Wednesday, 15 May 2019 03:14

Sacred Images: Diamond Ridge Students Connect Through Art

The beating heart of Diamond Ridge High now hangs on permanent display at the school in the form of a colorful mural inspired by the rock art of southern Utah.

Traditionally, the heart—a muscular depiction of which is the focus of the student-made mural—is the seat of emotion. For some of the Diamond Ridge artists, it symbolizes peace and prosperity. To others, it signifies human connection. “The heart is the centerpiece. …To me, it represents what it feels like to be loved and to be accepted,” explained student artist Josie Croft at a May 14 unveiling of the painting.

Diamond Ridge, Canyons District’s alternative high school, is a place where many teens discover just that: A sense of belonging, purpose and pride. The school is the sixth in Canyons to create a Sacred Images mural as a monument to indigenous peoples, capping a longstanding relationship with the Center for Documentary Expression and Art and its “Sacred Images” artist-in-residence program.



Each year, the program kicks off with an immersive field trip to Nine Mile Canyons, a petroglyph site near Price, UT. Students are then paired with Lakota/Plains Apache storyteller Dovie Thomason and an artist-in-residence—in this case, with Alicia Maria Siu Bernal whose primary role was to help students unleash their creativity and guide them through the mural-making process.

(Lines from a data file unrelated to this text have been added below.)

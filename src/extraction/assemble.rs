//! Final result assembly and captain / vice-captain back-filling

use super::leadership;
use super::passes::Leaders;
use super::{ExtractionResult, PlayerCandidate, EXPECTED_PLAYERS};
use regex::Regex;
use std::sync::LazyLock;

/// Shortest captured fragment a template match may resolve to a player
const MIN_TEMPLATE_MATCH: usize = 3;

static CAPTAIN_TEMPLATES: LazyLock<Vec<Regex>> = LazyLock::new(|| {
    [
        r"(?i)\bcaptain\s*[:\-]\s*([a-z][a-z .'\-]{1,30})",
        r"(?i)\bc\s*:\s*([a-z][a-z .'\-]{1,30})",
        r"(?i)([a-z][a-z .'\-]{1,30}?)\s*[(\[]\s*c\s*[)\]]",
    ]
    .iter()
    .map(|pattern| Regex::new(pattern).unwrap())
    .collect()
});

static VICE_CAPTAIN_TEMPLATES: LazyLock<Vec<Regex>> = LazyLock::new(|| {
    [
        r"(?i)\bvice[\s-]*captain\s*[:\-]\s*([a-z][a-z .'\-]{1,30})",
        r"(?i)\bvc\s*:\s*([a-z][a-z .'\-]{1,30})",
        r"(?i)([a-z][a-z .'\-]{1,30}?)\s*[(\[]\s*v\s*\.?\s*c\s*[)\]]",
    ]
    .iter()
    .map(|pattern| Regex::new(pattern).unwrap())
    .collect()
});

#[derive(Debug, Clone, Copy, PartialEq, Eq)]
enum Post {
    Captain,
    ViceCaptain,
}

/// Build the final result from the accepted candidates
pub fn assemble(
    raw_text: &str,
    mut candidates: Vec<PlayerCandidate>,
    leaders: &Leaders,
) -> ExtractionResult {
    candidates.truncate(EXPECTED_PLAYERS);
    let players: Vec<String> = candidates.iter().map(|c| c.cleaned_name.clone()).collect();

    let captain = resolve(Post::Captain, raw_text, &candidates, &players, leaders, None);
    let vice_captain = resolve(
        Post::ViceCaptain,
        raw_text,
        &candidates,
        &players,
        leaders,
        captain.as_deref(),
    );

    ExtractionResult {
        extracted_count: players.len(),
        expected_count: EXPECTED_PLAYERS,
        players,
        captain: captain.unwrap_or_default(),
        vice_captain: vice_captain.unwrap_or_default(),
        player_details: candidates,
        raw_text: raw_text.to_string(),
    }
}

/// Fall back through line markers, candidate flags, raw-text proximity and
/// finally the regex templates
fn resolve(
    post: Post,
    raw_text: &str,
    candidates: &[PlayerCandidate],
    players: &[String],
    leaders: &Leaders,
    exclude: Option<&str>,
) -> Option<String> {
    let allowed = |name: &str| exclude != Some(name);

    let assigned = match post {
        Post::Captain => leaders.captain.as_deref(),
        Post::ViceCaptain => leaders.vice_captain.as_deref(),
    };
    if let Some(name) = assigned.filter(|n| players.iter().any(|p| p == n) && allowed(*n)) {
        return Some(name.to_string());
    }

    let flagged = candidates
        .iter()
        .filter(|c| match post {
            Post::Captain => c.is_captain,
            Post::ViceCaptain => c.is_vice_captain,
        })
        .map(|c| c.cleaned_name.as_str())
        .find(|name| allowed(*name));
    if let Some(name) = flagged {
        return Some(name.to_string());
    }

    if let Some(name) = by_proximity(post, raw_text, players, exclude) {
        tracing::debug!("{:?} resolved by proximity: {}", post, name);
        return Some(name);
    }

    let found = by_template(post, raw_text, players, exclude);
    if let Some(name) = &found {
        tracing::debug!("{:?} resolved by template: {}", post, name);
    }
    found
}

/// A raw line holding nothing but the marker, such as a "C" badge, with a
/// player named on the line just before or just after it
fn by_proximity(
    post: Post,
    raw_text: &str,
    players: &[String],
    exclude: Option<&str>,
) -> Option<String> {
    let lines: Vec<&str> = raw_text
        .split(['\r', '\n'])
        .map(str::trim)
        .filter(|line| !line.is_empty())
        .collect();

    for (i, line) in lines.iter().enumerate() {
        let flags = leadership::detect(line);
        let marked = match post {
            Post::Captain => flags.captain,
            Post::ViceCaptain => flags.vice_captain,
        };
        if !marked {
            continue;
        }
        // The marker sits on someone's own row, which the neighbours say nothing about
        if leadership::clean(line, flags).chars().any(char::is_alphabetic) {
            continue;
        }

        let neighbours = [i.checked_sub(1), Some(i + 1)];
        for neighbour in neighbours.into_iter().flatten().filter_map(|j| lines.get(j)) {
            let neighbour = neighbour.to_lowercase();
            let hit = players
                .iter()
                .filter(|p| exclude != Some(p.as_str()))
                .find(|p| neighbour.contains(&p.to_lowercase()));
            if let Some(player) = hit {
                return Some(player.clone());
            }
        }
    }
    None
}

fn by_template(
    post: Post,
    raw_text: &str,
    players: &[String],
    exclude: Option<&str>,
) -> Option<String> {
    let (templates, text) = match post {
        // Captain templates must not fire inside "vice captain:" or "(vc)"
        Post::Captain => (
            &*CAPTAIN_TEMPLATES,
            raw_text
                .lines()
                .map(leadership::strip_vice_markers)
                .collect::<Vec<_>>()
                .join("\n"),
        ),
        Post::ViceCaptain => (&*VICE_CAPTAIN_TEMPLATES, raw_text.to_string()),
    };

    templates
        .iter()
        .flat_map(|template| template.captures_iter(&text))
        .filter_map(|caps| caps.get(1))
        .map(|m| m.as_str().trim().to_lowercase())
        .filter(|fragment| fragment.chars().count() >= MIN_TEMPLATE_MATCH)
        .find_map(|fragment| {
            players
                .iter()
                .filter(|p| exclude != Some(p.as_str()))
                .find(|p| {
                    let player = p.to_lowercase();
                    player.contains(&fragment) || fragment.contains(&player)
                })
                .cloned()
        })
}
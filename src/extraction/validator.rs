//! Plausibility checks for player names

/// Scoreboard words OCR often leaves on a line of their own
const EXCLUDED: &[&str] = &[
    "BATTING", "BOWLING", "FIELDING", "EXTRAS", "TOTAL", "RUNS", "WICKETS", "OVERS",
];

pub const MAX_NAME_LEN: usize = 30;

/// Letters plus the punctuation that shows up in real names
pub fn is_name_char(c: char) -> bool {
    c.is_alphabetic() || matches!(c, ' ' | '.' | '-' | '\'' | '\u{2019}')
}

/// Whether a cleaned line looks like a player's name.
///
/// Mononyms are allowed as long as they are at least three characters; short
/// all-caps tokens are rejected since they are nearly always team codes.
pub fn is_valid_name(name: &str) -> bool {
    let name = name.trim();
    let len = name.chars().count();

    if len == 0 || len > MAX_NAME_LEN {
        return false;
    }
    if !name.chars().all(is_name_char) || !name.chars().any(char::is_alphabetic) {
        return false;
    }
    if len <= 3 && !name.chars().any(char::is_lowercase) {
        return false;
    }

    let upper = name.to_uppercase();
    if EXCLUDED.contains(&upper.as_str()) {
        return false;
    }

    name.contains(' ') || len >= 3
}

“It’s been amazing,” said Diamond Ridge’s River Troyer. “When you’re working on a big project like this, all together with as many students as this, it makes it difficult to get on the same page, because people have different ideas and backgrounds.” But to accomplish anything of significance takes the innovation and hard work of many hands, Troyer added, which also is depicted in the mural.

Diamond Ridge’s Isabel Reynolds agrees. “It was really hard,” she says, “But as a team we created something beautiful. Without this school, I would never have experienced anything like this.”

The Sacred Images mural is now at home in the entryway of Diamond Ridge, which is located at the Canyons Technical Education Center.